### What the exercise asks:
Wherever a line of the data contains "ClusterAdmin", copy that line.
Data for this exercise below:
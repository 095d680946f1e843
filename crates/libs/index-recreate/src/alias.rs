use tracing::debug;

use crate::ports::cluster::{AliasMap, ClusterAdmin, Error};

/// Finds which physical indexes a logical name currently points to.
pub struct AliasResolver<'a, C: ?Sized> {
    cluster: &'a C,
}

impl<'a, C> AliasResolver<'a, C>
where
    C: ClusterAdmin + ?Sized,
{
    pub fn new(cluster: &'a C) -> Self {
        AliasResolver { cluster }
    }

    /// Every physical index carrying `alias`, sorted by name. An empty result
    /// is not an error, a cluster without any alias is common.
    pub async fn find_indexes_by_alias(&self, alias: &str) -> Result<Vec<String>, Error> {
        let aliases = self.cluster.alias_map().await?;
        let indexes = indexes_with_alias(&aliases, alias);
        debug!("alias '{}' resolves to {:?}", alias, indexes);
        Ok(indexes)
    }
}

pub fn indexes_with_alias(aliases: &AliasMap, alias: &str) -> Vec<String> {
    aliases
        .iter()
        .filter(|(_, index_aliases)| index_aliases.contains(alias))
        .map(|(index, _)| index.clone())
        .collect()
}
pub mod cluster;
pub mod config;
pub mod populate;
pub mod report;

/// Error raised by a collaborator, kept opaque by the core.
pub type BoxError = Box<dyn std::error::Error + Send + Sync>;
End of Data for this exercise.
### Task answer:
use crate::ports::cluster::{AliasMap, ClusterAdmin, Error};
    C: ClusterAdmin + ?Sized,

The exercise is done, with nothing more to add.